• _Assignment_
The response must contain every line of the records that follow, duplicated exactly.

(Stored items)
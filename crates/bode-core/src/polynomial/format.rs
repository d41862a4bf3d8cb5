//! Canonical polynomial strings
//!
//! `[1, -2.5, 4]` renders as `1S^2 - 2.5S + 4`.

use crate::constants::{DIVIDER_CHAR, VARIABLE};

/// Render coefficients (highest power first) as a canonical polynomial string
pub fn format_coefficients(coefficients: &[f64]) -> String {
    let mut result = String::new();
    let mut power = coefficients.len();

    for &value in coefficients {
        power -= 1;

        if result.is_empty() {
            if value < 0.0 {
                result.push('-');
            }
        } else if value < 0.0 {
            result.push_str(" - ");
        } else {
            result.push_str(" + ");
        }

        // Sign is already handled above
        result.push_str(&value.abs().to_string());

        match power {
            0 => {}
            1 => result.push_str(VARIABLE),
            p => {
                result.push_str(VARIABLE);
                result.push('^');
                result.push_str(&p.to_string());
            }
        }
    }

    result
}

/// Fraction bar as wide as the longer of the two strings
pub fn divider(numerator: &str, denominator: &str) -> String {
    let width = numerator.chars().count().max(denominator.chars().count());
    std::iter::repeat(DIVIDER_CHAR).take(width).collect()
}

• _Response below_
filename crates/bode-core/src/polynomial/format.rs
repository d41862a4bf3d8cb5
//! Canonical polynomial strings
//!
//! `[1, -2.5, 4]` renders as `1S^2 - 2.5S + 4`.

use crate::constants::{DIVIDER_CHAR, VARIABLE};

/// Render coefficients (highest power first) as a canonical polynomial string
pub fn format_coefficients(coefficients: &[f64]) -> String {
    let mut result = String::new();
    let mut power = coefficients.len();

    for &value in coefficients {
        power -= 1;

        if result.is_empty() {
            if value < 0.0 {
                result.push('-');
            }
        } else if value < 0.0 {
            result.push_str(" - ");
        } else {
            result.push_str(" + ");
        }

        // Sign is already handled above
        result.push_str(&value.abs().to_string());

        match power {
            0 => {}
            1 => result.push_str(VARIABLE),
            p => {
                result.push_str(VARIABLE);
                result.push('^');
                result.push_str(&p.to_string());
            }
        }
    }

    result
}

/// Fraction bar as wide as the longer of the two strings
pub fn divider(numerator: &str, denominator: &str) -> String {
    let width = numerator.chars().count().max(denominator.chars().count());
    std::iter::repeat(DIVIDER_CHAR).take(width).collect()
}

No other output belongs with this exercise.